Her thoughts are seconded by Chuck Smart, assistant dean of students. "There were no role models," he says, "so there was little leadership. The students were designing everything." Smart sees the flaws in Antioch's attempt to right the wrongs of racial injustice as not very different from the flaws in a lot of Great Society programs: money, bureaucracy and good intentions were not enough.

Finally there was "the network" or "the system." The college set up satellite campuses around the country, including Antioch-Columbia and the Antioch Law School.

Goldberg believes it was originally planned as a way to increase revenue, although the college president then, James Dixon, provided a social rationale: Bring the college to the people. But it was a drain not just in terms of cash to start it up, but in personnel. "The leadership of the college became the leadership of a far-flung empire. So that it was terribly diluted at a time when we needed every ounce of it here."
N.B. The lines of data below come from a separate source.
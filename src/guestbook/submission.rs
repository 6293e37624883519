//! Write path: validate, build, simulate, sign, send and confirm a message.

use std::sync::Arc;
use std::time::Duration;
use thiserror::Error;
use tokio_util::sync::CancellationToken;

use crate::blockchain::transaction::{address_arg, decode_envelope, encode_envelope, string_arg};
use crate::blockchain::types::{SendStatus, TransactionStatus};
use crate::blockchain::{
    AccountId, BlockchainError, LedgerRpc, SignOptions, TxBuilder, WalletError, WalletProvider,
};
use crate::config::SubmissionConfig;
use crate::observability::metrics;

/// Contract function appending one message.
pub const WRITE_FUNCTION: &str = "add_message";

/// Shortest accepted message, in characters.
pub const MIN_MESSAGE_CHARS: usize = 3;

/// Longest accepted message, in characters.
pub const MAX_MESSAGE_CHARS: usize = 140;

/// A message outside the accepted length bounds.
#[derive(Debug, Clone, Copy, PartialEq, Eq, Error)]
pub enum MessageLengthError {
    #[error("Your message must be at least 3 characters long.")]
    TooShort,

    #[error("Your message can be at most 140 characters long.")]
    TooLong,
}

/// Check a message against the length bounds, counting Unicode scalar values.
pub fn validate_message(message: &str) -> Result<(), MessageLengthError> {
    let len = message.chars().count();
    if len < MIN_MESSAGE_CHARS {
        Err(MessageLengthError::TooShort)
    } else if len > MAX_MESSAGE_CHARS {
        Err(MessageLengthError::TooLong)
    } else {
        Ok(())
    }
}

/// Errors that end a submission.
#[derive(Debug, Error)]
pub enum SubmitError {
    #[error(transparent)]
    InvalidMessage(#[from] MessageLengthError),

    #[error("Wallet not connected")]
    WalletNotConnected,

    #[error("Wallet not allowed for this application")]
    WalletNotAllowed,

    #[error(transparent)]
    Wallet(#[from] WalletError),

    #[error(transparent)]
    Ledger(BlockchainError),

    #[error("Simulation failed: {0}")]
    Simulation(String),

    #[error("Transaction rejected: {0}")]
    Rejected(String),

    #[error("Transaction failed: {0}")]
    ConfirmationFailed(TransactionStatus),

    #[error("Transaction not confirmed after {0} seconds")]
    ConfirmationTimeout(u64),

    #[error("Submission cancelled")]
    Cancelled,
}

impl SubmitError {
    /// Outcome label for the submissions counter.
    pub fn outcome(&self) -> &'static str {
        match self {
            SubmitError::InvalidMessage(_) => "invalid_message",
            SubmitError::WalletNotConnected | SubmitError::WalletNotAllowed => "wallet_unavailable",
            SubmitError::Wallet(_) => "wallet_error",
            SubmitError::Ledger(_) => "ledger_error",
            SubmitError::Simulation(_) => "simulation_failed",
            SubmitError::Rejected(_) => "rejected",
            SubmitError::ConfirmationFailed(_) => "failed",
            SubmitError::ConfirmationTimeout(_) => "timeout",
            SubmitError::Cancelled => "cancelled",
        }
    }
}

impl From<BlockchainError> for SubmitError {
    fn from(e: BlockchainError) -> Self {
        match e {
            BlockchainError::ConfirmationTimeout(secs) => SubmitError::ConfirmationTimeout(secs),
            BlockchainError::Cancelled => SubmitError::Cancelled,
            other => SubmitError::Ledger(other),
        }
    }
}

/// Runs the full write path against the injected wallet and ledger.
///
/// The workflow never touches the displayed entry list; callers re-fetch
/// after a successful submission.
pub struct SubmissionWorkflow {
    rpc: Arc<dyn LedgerRpc>,
    wallet: Arc<dyn WalletProvider>,
    builder: TxBuilder,
    config: SubmissionConfig,
}

impl SubmissionWorkflow {
    pub fn new(
        rpc: Arc<dyn LedgerRpc>,
        wallet: Arc<dyn WalletProvider>,
        builder: TxBuilder,
        config: SubmissionConfig,
    ) -> Self {
        Self {
            rpc,
            wallet,
            builder,
            config,
        }
    }

    /// Submit a message. Resolves `true` once the ledger accepted it.
    pub async fn submit(&self, message: &str) -> Result<bool, SubmitError> {
        self.submit_with_cancel(message, &CancellationToken::new()).await
    }

    /// Submit a message; cancelling `cancel` aborts the confirmation wait.
    pub async fn submit_with_cancel(
        &self,
        message: &str,
        cancel: &CancellationToken,
    ) -> Result<bool, SubmitError> {
        let result = self.run(message, cancel).await;
        match &result {
            Ok(_) => metrics::record_submission("success"),
            Err(e) => {
                tracing::warn!(error = %e, "Submission failed");
                metrics::record_submission(e.outcome());
            }
        }
        result
    }

    async fn run(&self, message: &str, cancel: &CancellationToken) -> Result<bool, SubmitError> {
        validate_message(message)?;

        // Fail fast before any ledger traffic
        if !self.wallet.is_connected().await.unwrap_or(false) {
            return Err(SubmitError::WalletNotConnected);
        }
        if !self.wallet.is_allowed().await.unwrap_or(false) {
            return Err(SubmitError::WalletNotAllowed);
        }

        let public_key = self.wallet.get_public_key().await?;
        let account = AccountId::parse(&public_key)?;
        let source = self.rpc.get_account(&account).await?;
        tracing::debug!(account = %account, sequence = source.sequence, "Loaded source account");

        let envelope = self.builder.invoke(
            &source,
            WRITE_FUNCTION,
            vec![address_arg(&account), string_arg(message)?],
        )?;

        let simulation = self.rpc.simulate_transaction(&envelope).await?;
        if let Some(error) = simulation.error.as_deref() {
            return Err(SubmitError::Simulation(error.to_string()));
        }

        let assembled = self.builder.assemble(&envelope, &simulation)?;
        let opts = SignOptions {
            network_passphrase: self.builder.network_passphrase().to_string(),
            account_to_sign: public_key,
        };
        let signed_xdr = self
            .wallet
            .sign_transaction(&encode_envelope(&assembled)?, &opts)
            .await?;
        let signed = decode_envelope(&signed_xdr)?;

        let sent = self.rpc.send_transaction(&signed).await?;
        tracing::info!(hash = %sent.hash, status = ?sent.status, "Transaction submitted");

        match sent.status {
            SendStatus::Error => Err(SubmitError::Rejected(
                sent.error_result_xdr
                    .unwrap_or_else(|| "no error result".to_string()),
            )),
            SendStatus::Pending => {
                let response = self
                    .builder
                    .wait_for_confirmation(
                        self.rpc.as_ref(),
                        &sent.hash,
                        Duration::from_millis(self.config.poll_interval_ms),
                        Duration::from_secs(self.config.confirmation_timeout_secs),
                        cancel,
                    )
                    .await?;

                match response.status {
                    TransactionStatus::Success => {
                        tracing::info!(hash = %sent.hash, ledger = ?response.ledger, "Transaction confirmed");
                        Ok(true)
                    }
                    other => Err(SubmitError::ConfirmationFailed(other)),
                }
            }
            other => {
                tracing::info!(hash = %sent.hash, status = ?other, "Transaction accepted without confirmation");
                Ok(true)
            }
        }
    }
}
Ironically, the college will be able to stay open this academic year, in part because of revenue generated by several of the remaining satellite campuses, according to the current president, William Birenbaum.

All of these programs created problems for the institution, but what led to its failure was the group that had the greatest stake in the continuity of Antioch: the faculty "abdicated" its responsibility in Goldberg's words. "There were some who spoke out, but it was useless because they were the minority voices."

The hard-learned lesson of the time is that "openness and desire and genuine commitment to student participation doesn't always work." Goldberg adds, "I think we saw a real breakdown in those years of representative democracy." Farewells

Sunday at noon, the campus again deserted, a small group of us, completely danced out, sits in front of the union.

A vaguely familiar-looking woman with long brown hair and wearing wire-rimmed spectacles, rides up on a bicycle with a young child in a toddler seat attached to the back and a half-finished bottle of champagne in a basket in the front.

She says the secretaries in Main Building are still using the same typewriters that were thrown out the windows during the big strike. "Tell your friends that a lot of them don't double-space, sometimes they can't keep a margin and the college can't afford to go out and buy them new ones."

"Who are you?" someone asks. "I'm the new community manager, Louise Champagne." How do you spell it? "Same as this," she says lifting the bottle. Then, laughing and nodding toward her daughter, she says, "I carry this so she can learn to spell her name."

Champagne is a dropout from the class of '73. She took a co-op job in Juneau, Alaska, in 1970 and stayed there for six years. She then lived in Washington, and enrolled in Antioch's Adult Degree Completion Program before returning to Yellow Springs, where she was elected community manager.

Eric Larsen has been sitting off to the side listening. He strides forward and breaks his silence. "The strike was total bull----. People found that they couldn't struggle against the pigs and felt the solution was to go into Main Building and trash it." He concludes, "If you look at it, it could have all been settled very quickly if the police had not been brought in. But running through the building contributed to the death of the strike and the death of Antioch.

"I felt I had to say that."

He looks at us and adds, in a measured, reasonable voice, "Antioch fell victim to the shrinking, imperialist empire. That's not dogma. Small businesses are going bankrupt every day. It's inevitable that the same thing happens to small colleges." He leaves.

With a few farewell embraces, so do we. Pathways From the Past

"I think people who were here then have remained true to their values," Hannah Goldberg said. "I think they came here because of them and were confirmed in them once they were here. Many of them have done what we hoped they would do. They have gone out and tried to change the world in terms of those values and are changing it . . . slowly but surely . . . "

When we were students, the ideals Goldberg discussed were the fashion. They aren't any more. But once instilled, and at Antioch they were instilled deeply, those values seem to live on.

Sitting in Com's, the student hangout, one night, someone remarked, "I never say I went to college. I always say I went to Antioch."